Facts About Eggs - Eggs Demystified

In today's article, we unscrambled five questions on eggs! Eggs have solid nutitional value, containing essential vitamins and minerals and are also a good source of protein. However, egges should be consumed in moderation. The daily recommended intake is less than 300 mg - an egg contains about 210 mg of cholestrol. Therefore, healthy adults should eat only 3 to 5 eggs per week, and those with high cholesterol levels should eat no more than 2 or 3 eggs per week.

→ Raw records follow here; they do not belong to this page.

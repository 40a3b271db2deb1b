use std::env;

pub fn insta_snapshot<F: FnOnce()>(f: F) {
    let mut settings = insta::Settings::clone_current();
    let snapshot_path = env::current_dir().unwrap().join("./test/snapshots");
    settings.set_snapshot_path(snapshot_path);
    settings.bind(f);
}

/// Templates a competitive programmer keeps around, as `(name, code)` pairs.
pub fn template_fixtures() -> Vec<(&'static str, &'static str)> {
    return vec![
        (
            "Fast IO",
            r#"
#include <bits/stdc++.h>
using namespace std;

int main() {
    ios::sync_with_stdio(false);
    cin.tie(nullptr);
}
"#
            .trim(),
        ),
        (
            "Segment tree",
            r#"
struct SegTree {
    int n;
    vector<long long> t;
    SegTree(int n) : n(n), t(2 * n) {}
    void update(int p, long long v) {
        for (t[p += n] = v; p > 1; p >>= 1) t[p >> 1] = t[p] + t[p ^ 1];
    }
};
"#
            .trim(),
        ),
        ("Empty", ""),
    ];
}

/// A page fixture for the headless session, one command per line.
pub fn session_script_fixture() -> &'static str {
    return r#"
font 18
language python
type print(sum(map(int, input().split())))
submit
"#
    .trim();
}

The key to a healthy diet is always balance, moderatiopn and variety.

Five Quick Egg Questions Answered

What causes the variations in egg yolk color?

The color of the egg yolk is dependent on the hen's feed. A diet of wheat and white corn would produce an almost colorless yolk. If the hen is fed a diet that includes yellow corn meal, marigolds or carotene, the egg yolk would have a deep yellow color.


Are brown eggs better than white eggs or vice versa?

Brown eggs are produced by hens with red ear lobes and feathers while white eggs are produced by hens with white ear lobes and feathers. There is no significant link between shell color and the nutritional value of an egg.





Can eggs be used for facials and hair masks?

Egg whites can be used for facials and can be applied directly on the face or together with other ingredients. Albumin in the eggs is said to have a drying effect, thereby tightening pores and firming the skin. It is also claimed that eggs promote soft and healthy hair by nourishing the hair follicles with essential proteins, sulphur content and its wide arrays of vitamins and minerals, For these reasons, eggs are used to make shampoos and conditioners.

Some ideas for facial masks using eggs:

Lemon Egg White Facial Mask: to help even out your skin tone.

1/2 lemon
1 egg white
Squeeze the juice of half a lemon into one beaten egg white.
Apply to face and leave on overnight.
Rinse with warm water in the morning.

Banana Milk Facial Mask: use weekly to help reduce the appearance of fine lines

1/2 banana
2 tablespoons milk
Mash banana with milk in a small bowl.
Apply a thick layer over entire face.
Leave on for 30 minutes.
Rinse with cool water.

Sweet Cucumber Mask: to make skin appear smooth and silky

1 medium cucumber, peeled and diced
1 teaspoon brown sugar
2 teaspoons white sugar
Mash ingredients together using a fork or food processor.
Apply thick mask over entire face.
Leave on for 20 minutes.
Rinse with warm water, followed by a splash of cold water.
Store any remaining mask in the refrigerator for up to two weeks.

Are eggs good for children and why?

Eggs are a good source of choline, a nutrient essential for the normal functioning of cells and brain development in infants. Eggs are also a good source of riboflavin, zinc and vitamin A, which are essential for growth and eye health.

When and how should a young child start eating eggs?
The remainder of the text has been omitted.